## DIRECTIONS FOR THIS TASK
Which lines in the records below mention the word "const"? Copy each one out.

## EXTRACTED ENTRIES
*-*-*

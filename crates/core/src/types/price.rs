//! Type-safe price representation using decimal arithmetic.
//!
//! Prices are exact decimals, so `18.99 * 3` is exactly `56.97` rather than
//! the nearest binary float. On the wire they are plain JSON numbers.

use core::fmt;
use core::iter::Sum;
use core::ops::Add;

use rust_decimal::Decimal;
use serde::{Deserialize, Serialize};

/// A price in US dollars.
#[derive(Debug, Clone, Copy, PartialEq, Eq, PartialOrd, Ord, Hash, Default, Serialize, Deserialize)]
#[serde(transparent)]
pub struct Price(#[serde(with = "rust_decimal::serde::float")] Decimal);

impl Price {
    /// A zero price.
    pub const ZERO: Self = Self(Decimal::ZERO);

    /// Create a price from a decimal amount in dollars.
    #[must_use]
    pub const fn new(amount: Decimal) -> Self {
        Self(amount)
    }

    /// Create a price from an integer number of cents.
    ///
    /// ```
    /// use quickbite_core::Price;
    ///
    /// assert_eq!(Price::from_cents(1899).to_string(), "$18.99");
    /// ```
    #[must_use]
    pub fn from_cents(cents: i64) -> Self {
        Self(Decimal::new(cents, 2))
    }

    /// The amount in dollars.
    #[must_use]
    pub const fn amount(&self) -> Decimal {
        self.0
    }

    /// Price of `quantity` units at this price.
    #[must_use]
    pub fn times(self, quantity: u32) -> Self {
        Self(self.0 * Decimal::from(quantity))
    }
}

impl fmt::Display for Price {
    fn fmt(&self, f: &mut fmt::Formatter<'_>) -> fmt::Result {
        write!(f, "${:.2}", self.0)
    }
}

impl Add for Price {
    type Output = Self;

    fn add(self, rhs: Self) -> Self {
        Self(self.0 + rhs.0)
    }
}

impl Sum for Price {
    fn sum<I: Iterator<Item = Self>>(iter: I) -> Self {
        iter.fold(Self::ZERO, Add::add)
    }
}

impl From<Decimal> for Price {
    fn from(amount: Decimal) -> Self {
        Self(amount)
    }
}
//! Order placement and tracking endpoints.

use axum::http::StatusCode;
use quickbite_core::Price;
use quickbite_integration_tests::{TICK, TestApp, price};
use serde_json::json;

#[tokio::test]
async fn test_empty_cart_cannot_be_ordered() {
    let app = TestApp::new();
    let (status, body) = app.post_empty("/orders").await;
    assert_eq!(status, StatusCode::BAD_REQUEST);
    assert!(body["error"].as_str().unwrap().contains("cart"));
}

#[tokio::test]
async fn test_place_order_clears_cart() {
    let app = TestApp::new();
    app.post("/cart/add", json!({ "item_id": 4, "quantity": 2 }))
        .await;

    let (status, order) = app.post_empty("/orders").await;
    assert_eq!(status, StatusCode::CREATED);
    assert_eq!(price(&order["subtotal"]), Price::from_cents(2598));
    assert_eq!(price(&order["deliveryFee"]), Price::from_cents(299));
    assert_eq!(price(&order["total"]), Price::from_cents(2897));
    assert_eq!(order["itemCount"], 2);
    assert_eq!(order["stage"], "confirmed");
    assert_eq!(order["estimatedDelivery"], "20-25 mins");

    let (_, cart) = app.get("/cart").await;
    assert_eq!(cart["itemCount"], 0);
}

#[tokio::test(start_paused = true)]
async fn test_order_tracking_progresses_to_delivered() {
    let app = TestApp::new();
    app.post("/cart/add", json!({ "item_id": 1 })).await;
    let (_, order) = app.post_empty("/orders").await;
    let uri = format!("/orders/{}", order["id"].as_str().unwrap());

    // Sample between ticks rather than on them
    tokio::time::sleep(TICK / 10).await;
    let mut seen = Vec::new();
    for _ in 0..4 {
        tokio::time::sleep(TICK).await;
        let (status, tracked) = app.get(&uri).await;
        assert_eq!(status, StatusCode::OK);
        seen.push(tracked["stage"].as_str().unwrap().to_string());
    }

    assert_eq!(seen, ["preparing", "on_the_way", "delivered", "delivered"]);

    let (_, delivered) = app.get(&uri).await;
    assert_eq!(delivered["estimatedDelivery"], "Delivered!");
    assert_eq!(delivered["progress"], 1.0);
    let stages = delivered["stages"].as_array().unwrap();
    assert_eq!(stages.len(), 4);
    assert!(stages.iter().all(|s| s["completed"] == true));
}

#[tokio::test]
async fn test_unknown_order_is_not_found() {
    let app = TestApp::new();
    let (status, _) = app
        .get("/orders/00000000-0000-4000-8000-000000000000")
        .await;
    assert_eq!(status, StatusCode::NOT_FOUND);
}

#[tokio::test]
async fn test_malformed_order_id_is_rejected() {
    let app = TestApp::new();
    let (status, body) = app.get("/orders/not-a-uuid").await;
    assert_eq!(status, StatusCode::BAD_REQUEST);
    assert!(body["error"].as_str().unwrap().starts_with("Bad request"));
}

*-*-*

## COMPLETED TASK
    pub const ZERO: Self = Self(Decimal::ZERO);
    pub const fn new(amount: Decimal) -> Self {
    pub const fn amount(&self) -> Decimal {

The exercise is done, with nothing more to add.